I am absolutely tickled by this exchange, in a very gallows’ humor kind of way. Because on the one hand, y’all probably know how much I just ADORE absolutism (which is to say, *barf*), but on the other, everyone’s “grey” morality in this story is precisely what’s caused everything to go to hell in a hundred-mile-an-hour handbasket in the first place. Well, unless you’re Ned, in which case it was the opposite that caused it.

So… um. The lesson being, you’re screwed either way?

Well, that’s cheerful.

So bye bye to Cortnay, I guess, which is a real shame because he was just about the only decent person to appear in this entire chapter. So naturally he’s toast. (I like Davos, but I also agree with his assessment of himself; he ain’t the worst, but he ain’t the best either.)

Chapter 43: Jon

What Happens
Jon is awoken by the sound of a horn, and goes to report to Mormont that Qhorin Halfhand’s party is at last approaching, which is a great relief as he had been expected days earlier, and the men had begun to argue about what to do without his numbers. When Qhorin’s company arrives it is clear that they had seen action on the way. Qhorin recognizes Jon, and tells him he knew Eddard Stark.
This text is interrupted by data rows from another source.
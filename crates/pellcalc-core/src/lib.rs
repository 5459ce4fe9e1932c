//! pellcalc-core: grant-calculation engine for the Pell Grant estimator.
//!
//! A fixed parameter schema feeds a registry of named calculators. Each
//! calculator is a pure function from the host's current values to a grant
//! in dollars.
//!
//! ```
//! use pellcalc_core::{Engine, EngineConfig, Values};
//!
//! let engine = Engine::new(EngineConfig::default())?;
//! let values = Values::new().with("agi", 30000.0).with("fam", 3.0);
//! assert_eq!(engine.evaluate("twofactorpell", &values)?, 5683.0);
//! # Ok::<(), pellcalc_core::EngineError>(())
//! ```

// Lets `#[derive(Inputs)]` expand to `::pellcalc_core::...` inside this crate.
extern crate self as pellcalc_core;

pub mod config;
pub mod error;
pub mod pell;
pub mod postcard;
pub mod poverty;
pub mod registry;
pub mod schema;
pub mod traits;
pub mod values;

pub use config::{EngineConfig, ThirdFactor};
pub use error::EngineError;
pub use pellcalc_macros::Inputs;
pub use registry::{calculator_id, Calculator, Engine};
pub use schema::{Bound, Dependency, Domain, Parameter, Schema};
pub use values::{Value, Values};
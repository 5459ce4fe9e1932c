//! Pell formula constants [USD].

/// Maximum award.
pub const MAX_GRANT: f64 = 5775.0;

/// Raw grants below this are zeroed.
pub const ROUND_LOWER: f64 = 288.0;

/// Minimum payable award; raw grants in [ROUND_LOWER, ROUND_UPPER) snap here.
pub const ROUND_UPPER: f64 = 577.0;

/// Half award paid to independent students in the Hamilton Project middle band.
pub const HALF_GRANT: f64 = 2888.0;

// -- Phase-out band, as multiples of the poverty threshold --

/// Full award at or below this multiple.
pub const PHASE_OUT_START: f64 = 1.5;

/// Award reaches zero at this multiple.
pub const PHASE_OUT_END: f64 = 2.5;

/// Hamilton Project: independent students get the full award below this multiple.
pub const HAMILTON_FULL_LIMIT: f64 = 2.0;
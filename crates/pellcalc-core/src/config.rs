//! Engine configuration.
//!
//! Every field has a default, so an empty JSON object is a valid config.
//! Variant switches live here rather than as parallel calculator code paths.
use std::fs;
use std::path::Path;

use serde::{Deserialize, Serialize};

use crate::error::EngineError;

/// Which household member count extends family size in the Three-Factor Pell.
#[derive(Debug, Clone, Copy, Default, PartialEq, Eq, Serialize, Deserialize)]
#[serde(rename_all = "snake_case")]
pub enum ThirdFactor {
    /// Children other than the student (`chi`).
    #[default]
    Children,
    /// Other family members in college (`col`).
    OtherInCollege,
}

#[derive(Debug, Clone, PartialEq, Serialize, Deserialize)]
#[serde(default, deny_unknown_fields)]
pub struct EngineConfig {
    /// `k` in `max = min(fam - k, 100)` for family-dependent bounds.
    pub dependent_bound_offset: f64,
    pub third_factor: ThirdFactor,
    /// Round every result to whole dollars after bounding.
    pub round_to_dollars: bool,
}

impl Default for EngineConfig {
    fn default() -> Self {
        Self {
            dependent_bound_offset: 1.0,
            third_factor: ThirdFactor::Children,
            round_to_dollars: true,
        }
    }
}

impl EngineConfig {
    pub fn from_json_str(s: &str) -> Result<Self, EngineError> {
        let cfg: Self = serde_json::from_str(s).map_err(|e| EngineError::Config(e.to_string()))?;
        cfg.validate()?;
        Ok(cfg)
    }

    pub fn from_path(path: impl AsRef<Path>) -> Result<Self, EngineError> {
        let path = path.as_ref();
        let text = fs::read_to_string(path)
            .map_err(|e| EngineError::Config(format!("{}: {e}", path.display())))?;
        Self::from_json_str(&text)
    }

    pub fn validate(&self) -> Result<(), EngineError> {
        let k = self.dependent_bound_offset;
        if !k.is_finite() || k < 0.0 {
            return Err(EngineError::Config(format!(
                "dependent_bound_offset = {k} must be finite and >= 0"
            )));
        }
        Ok(())
    }
}

#[cfg(test)]
mod tests {
    use super::*;

    #[test]
    fn empty_object_gives_defaults() {
        let cfg = EngineConfig::from_json_str("{}").unwrap();
        assert_eq!(cfg, EngineConfig::default());
    }

    #[test]
    fn parses_variant_names() {
        let cfg = EngineConfig::from_json_str(
            r#"{"third_factor": "other_in_college", "dependent_bound_offset": 0}"#,
        )
        .unwrap();
        assert_eq!(cfg.third_factor, ThirdFactor::OtherInCollege);
        assert_eq!(cfg.dependent_bound_offset, 0.0);
        assert!(cfg.round_to_dollars);
    }

    #[test]
    fn rejects_unknown_fields() {
        let err = EngineConfig::from_json_str(r#"{"cap": 5775}"#).unwrap_err();
        assert!(matches!(err, EngineError::Config(_)));
    }

    #[test]
    fn rejects_negative_offset() {
        assert!(EngineConfig::from_json_str(r#"{"dependent_bound_offset": -1}"#).is_err());
    }

    #[test]
    fn missing_file_is_config_error() {
        let err = EngineConfig::from_path("/nonexistent/pellcalc.json").unwrap_err();
        assert!(err.to_string().contains("/nonexistent/pellcalc.json"));
    }
}
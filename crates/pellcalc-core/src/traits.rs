use crate::error::EngineError;
use crate::values::Values;

/// Typed input record for a calculator rule.
///
/// Usually derived with `#[derive(Inputs)]`: field names are parameter ids,
/// in the order the calculator lists them.
pub trait Inputs: Sized {
    /// Parameter ids read by this record, in declaration order.
    const PARAMETER_IDS: &'static [&'static str];

    /// Extract the record from a normalized value map.
    fn from_values(values: &Values) -> Result<Self, EngineError>;
}

/// Core trait for grant calculators.
///
/// A rule is a pure function of its typed inputs. Clamping and rounding
/// happen outside the rule, in the registry.
pub trait GrantRule {
    type Inputs: Inputs;

    /// Display name; the calculator id is derived from it.
    const NAME: &'static str;

    /// Short plain-text description shown under the calculator.
    const DESCRIPTION: Option<&'static str> = None;

    /// Trusted HTML note (links to the proposal, caveats).
    const NOTE_HTML: Option<&'static str> = None;

    /// Compute the unrounded grant.
    ///
    /// Only table-backed rules can fail, and only when their table is
    /// malformed.
    fn compute(inputs: &Self::Inputs) -> Result<f64, EngineError>;

    /// Extract inputs and compute.
    fn evaluate(values: &Values) -> Result<f64, EngineError> {
        let inputs = Self::Inputs::from_values(values)?;
        Self::compute(&inputs)
    }
}
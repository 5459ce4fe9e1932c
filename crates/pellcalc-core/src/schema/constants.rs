//! Parameter ids and fixed domain values.
//!
//! Ids are stable keys shared with the host's value record.

// -- Parameter ids --

pub const FAMILY_SIZE: &str = "fam";
pub const AGI: &str = "agi";
pub const OTHERS_IN_COLLEGE: &str = "col";
pub const CHILDREN: &str = "chi";
pub const DEPENDENCY: &str = "dep";

// -- Domains --

/// Fixed numeric range: (min, max).
pub struct Range {
    pub min: f64,
    pub max: f64,
}

pub const FAMILY_SIZE_RANGE: Range = Range {
    min: 1.0,
    max: 100.0,
};

/// Adjusted gross income [USD/year].
pub const AGI_RANGE: Range = Range {
    min: 0.0,
    max: 1_000_000.0,
};

/// Lower bound and hard upper cap for counts bounded by family size.
pub const HOUSEHOLD_COUNT_RANGE: Range = Range {
    min: 0.0,
    max: 100.0,
};

pub const AGI_STEP: f64 = 100.0;
pub const COUNT_STEP: f64 = 1.0;

/// Whole, non-negative numbers typed into a text field.
pub const WHOLE_NUMBER_PATTERN: &str = "^[0-9]+$";

pub const DEPENDENT: &str = "Dependent";
pub const INDEPENDENT: &str = "Independent";
pub const DEPENDENCY_OPTIONS: &[&str] = &[DEPENDENT, INDEPENDENT];

// -- Start values --

pub const FAMILY_SIZE_START: f64 = 3.0;
pub const AGI_START: f64 = 30_000.0;
pub const OTHERS_IN_COLLEGE_START: f64 = 0.0;
pub const CHILDREN_START: f64 = 2.0;
use proc_macro::TokenStream;
use quote::quote;
use syn::{parse_macro_input, Data, DeriveInput, Field, Fields, Lit, Meta};

/// Derive macro that implements `pellcalc_core::traits::Inputs` for a struct
/// whose named fields are calculator parameters.
///
/// Each field is read from the value record under its own name, converted
/// with `pellcalc_core::values::FromValue`. The generated `PARAMETER_IDS`
/// lists the ids in field order.
///
/// Use `#[inputs(id = "col")]` on a field to read it from a parameter whose
/// id differs from the field name.
#[proc_macro_derive(Inputs, attributes(inputs))]
pub fn derive_inputs(input: TokenStream) -> TokenStream {
    let input = parse_macro_input!(input as DeriveInput);

    let name = &input.ident;
    let (impl_generics, ty_generics, where_clause) = input.generics.split_for_impl();

    let fields = match &input.data {
        Data::Struct(data) => match &data.fields {
            Fields::Named(named) => &named.named,
            _ => {
                return syn::Error::new_spanned(
                    name,
                    "Inputs can only be derived for structs with named fields",
                )
                .to_compile_error()
                .into();
            }
        },
        _ => {
            return syn::Error::new_spanned(name, "Inputs can only be derived for structs")
                .to_compile_error()
                .into();
        }
    };

    if fields.is_empty() {
        return syn::Error::new_spanned(name, "Inputs struct must have at least one field")
            .to_compile_error()
            .into();
    }

    let mut ids = Vec::new();
    let mut field_idents = Vec::new();
    let mut field_types = Vec::new();
    for field in fields {
        let Some(ident) = field.ident.as_ref() else {
            continue;
        };
        let id = match extract_id(field) {
            Ok(Some(id)) => id,
            Ok(None) => ident.to_string(),
            Err(e) => return e.to_compile_error().into(),
        };
        ids.push(id);
        field_idents.push(ident);
        field_types.push(&field.ty);
    }

    let extract_fields = field_idents
        .iter()
        .zip(&field_types)
        .zip(&ids)
        .map(|((f, ty), id)| {
            quote! {
                #f: <#ty as ::pellcalc_core::values::FromValue>::from_value(
                    #id,
                    values.require(#id)?,
                )?
            }
        });

    let expanded = quote! {
        impl #impl_generics ::pellcalc_core::traits::Inputs for #name #ty_generics #where_clause {
            const PARAMETER_IDS: &'static [&'static str] = &[#(#ids),*];

            fn from_values(
                values: &::pellcalc_core::values::Values,
            ) -> ::core::result::Result<Self, ::pellcalc_core::error::EngineError> {
                ::core::result::Result::Ok(Self {
                    #(#extract_fields,)*
                })
            }
        }
    };

    expanded.into()
}

fn extract_id(field: &Field) -> syn::Result<Option<String>> {
    for attr in &field.attrs {
        if !attr.path().is_ident("inputs") {
            continue;
        }
        let nested = attr.parse_args_with(
            syn::punctuated::Punctuated::<Meta, syn::Token![,]>::parse_terminated,
        )?;
        for meta in nested {
            match meta {
                Meta::NameValue(nv) if nv.path.is_ident("id") => {
                    if let syn::Expr::Lit(expr_lit) = &nv.value {
                        if let Lit::Str(lit_str) = &expr_lit.lit {
                            return Ok(Some(lit_str.value()));
                        }
                    }
                    return Err(syn::Error::new_spanned(
                        &nv.value,
                        "inputs(id = ...) expects a string literal",
                    ));
                }
                other => {
                    return Err(syn::Error::new_spanned(
                        other,
                        "unknown inputs attribute; expected `id = \"...\"`",
                    ));
                }
            }
        }
    }
    Ok(None)
}
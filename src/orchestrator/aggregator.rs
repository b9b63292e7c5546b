//! Result aggregation from multiple workers

use std::time::Duration;

use crate::worker::WorkerStats;

/// Aggregated statistics from all workers
#[derive(Debug, Clone, Default)]
pub struct AggregatedStats {
    /// Number of workers that completed
    pub total_workers: usize,

    /// Total successful requests
    pub total_completed: usize,

    /// Total failed requests
    pub total_errors: usize,

    /// Maximum duration across all workers
    pub total_duration: Duration,

    /// Overall requests per second
    pub requests_per_second: f64,
}

impl AggregatedStats {
    /// Get the total number of requests (completed + errors)
    pub fn total_requests(&self) -> usize {
        self.total_completed + self.total_errors
    }
}

/// Aggregate statistics from multiple workers
pub fn aggregate_worker_stats(stats: &[WorkerStats]) -> AggregatedStats {
    if stats.is_empty() {
        return AggregatedStats::default();
    }

    let total_completed: usize = stats.iter().map(|s| s.completed).sum();
    let total_errors: usize = stats.iter().map(|s| s.errors).sum();

    // Use the maximum elapsed time across all workers
    let total_duration = stats
        .iter()
        .filter_map(|s| s.elapsed())
        .max()
        .unwrap_or(Duration::ZERO);

    let secs = total_duration.as_secs_f64();
    let requests_per_second = if secs > 0.0 {
        total_completed as f64 / secs
    } else {
        0.0
    };

    AggregatedStats {
        total_workers: stats.len(),
        total_completed,
        total_errors,
        total_duration,
        requests_per_second,
    }
}
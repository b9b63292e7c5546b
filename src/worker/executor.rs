//! Worker execution loop

use crate::error::ProbeResult;
use crate::tally::OutcomeTally;
use crate::target::{backend_identity, TargetProbe};
use crate::workload::{WorkItem, WorkQueue};

use super::stats::WorkerStats;

use colored::Colorize;
use std::sync::Arc;
use tokio::sync::broadcast;

/// Worker drains the shared queue: dequeue -> request -> tally -> repeat
///
/// Workers are tokio tasks supervised by the Orchestrator. They share the
/// target probe, the work queue, and the outcome tally via Arc handles, and
/// exit on their own once the queue is drained and closed.
pub struct Worker {
    /// Unique worker identifier
    id: usize,

    /// Target access (shared across workers and the poller via Arc)
    target: Arc<dyn TargetProbe>,

    /// Shared work queue handle
    queue: WorkQueue,

    /// Shared outcome counters
    tally: Arc<OutcomeTally>,
}

impl Worker {
    /// Create a new worker
    pub fn new(
        id: usize,
        target: Arc<dyn TargetProbe>,
        queue: WorkQueue,
        tally: Arc<OutcomeTally>,
    ) -> Self {
        Self {
            id,
            target,
            queue,
            tally,
        }
    }

    /// Run the worker loop
    ///
    /// Returns WorkerStats when complete (queue drained or shutdown signal).
    pub async fn run(self, mut shutdown: broadcast::Receiver<()>) -> WorkerStats {
        let mut stats = WorkerStats::new();
        stats.start();

        tracing::debug!(worker_id = self.id, "worker started");

        loop {
            let claimed = tokio::select! {
                biased;

                _ = shutdown.recv() => {
                    tracing::debug!(worker_id = self.id, "worker received shutdown signal");
                    None
                }

                claimed = Self::claim(&self.queue) => claimed,
            };

            let Some(item) = claimed else {
                break;
            };

            // The shutdown arm also guards the in-flight request, so a worker
            // stalled on a slow response still observes cancellation.
            tokio::select! {
                biased;

                _ = shutdown.recv() => {
                    tracing::debug!(worker_id = self.id, "worker cancelled mid-request");
                    break;
                }

                outcome = self.execute_one(item) => match outcome {
                    Ok(backend) => {
                        self.tally.record(&backend, item);
                        stats.record_success();

                        if item.is_slow() {
                            println!("{} -> {}", "SLOW (5s)".red(), backend);
                        } else {
                            println!("{}      -> {}", "FAST".green(), backend);
                        }
                    }
                    Err(e) => {
                        stats.record_error();
                        println!("{}: {}", "ERROR".yellow(), e);
                        tracing::warn!(worker_id = self.id, error = %e, "request failed");
                    }
                }
            }
        }

        stats.stop();
        tracing::debug!(
            worker_id = self.id,
            completed = stats.completed,
            errors = stats.errors,
            "worker finished"
        );

        stats
    }

    /// Claim the next item from the shared queue
    ///
    /// Resolves to `None` once the queue is drained; the channel is closed at
    /// fill time, so this never blocks an idle worker.
    async fn claim(queue: &WorkQueue) -> Option<WorkItem> {
        queue.lock().await.recv().await
    }

    /// Execute a single request and extract the responding backend identity
    async fn execute_one(&self, item: WorkItem) -> ProbeResult<String> {
        let body = self.target.fetch(item).await?;
        Ok(backend_identity(&body).to_string())
    }

    /// Get the worker ID
    pub fn id(&self) -> usize {
        self.id
    }
}

impl std::fmt::Debug for Worker {
    fn fmt(&self, f: &mut std::fmt::Formatter<'_>) -> std::fmt::Result {
        f.debug_struct("Worker").field("id", &self.id).finish()
    }
}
They report to Mormont, and Qhorin tells them that his men were attacked by Alfyn Crowkiller, a notorious raider. Crowkiller died, but some of his men escaped. Qhorin captured one alive long enough to question him, and he and Mormont retire inside his tent to talk more. Jon thinks of how he had overheard some of the men muttering about mutiny; he had considered going to Mormont, but assures himself it is just talk. He had distributed the things he found with the buried cloak among the brothers, but kept one of the dragonglass blades for himself, and made a dagger from it. He thinks the cloak and other items must have been buried for a reason, but that no one can think of what it might be.

He takes food and drink into the tent, and listens as Qhorin tells Mormont that every raider chief north of the Wall is assembled with Mance Rayder in the mountains according to the man they questioned, preparing for an assault on the lands beyond the Wall. Mormont says they must warn the king(s), but Qhorin thinks only Winterfell will be of any use. Mormont comments that at least Rayder will be delayed by having to scale the Wall, but Qhorin tells him they are planning to breach it with sorcery; there is something in the Frostfangs Rayder thinks he can use to do that, and he is searching for it.

Qhorin says he must send scouts into the mountains to find out what this thing is Rayder is looking for; Mormont is unhappy at the risk, but Qhorin says that what they are there for, to die in defense of the realm. He suggests sending three groups of five, commanded by Jarman Buckwell, Thoren Smallwood, and himself. He says either the scouts will come back or Rayder will attack.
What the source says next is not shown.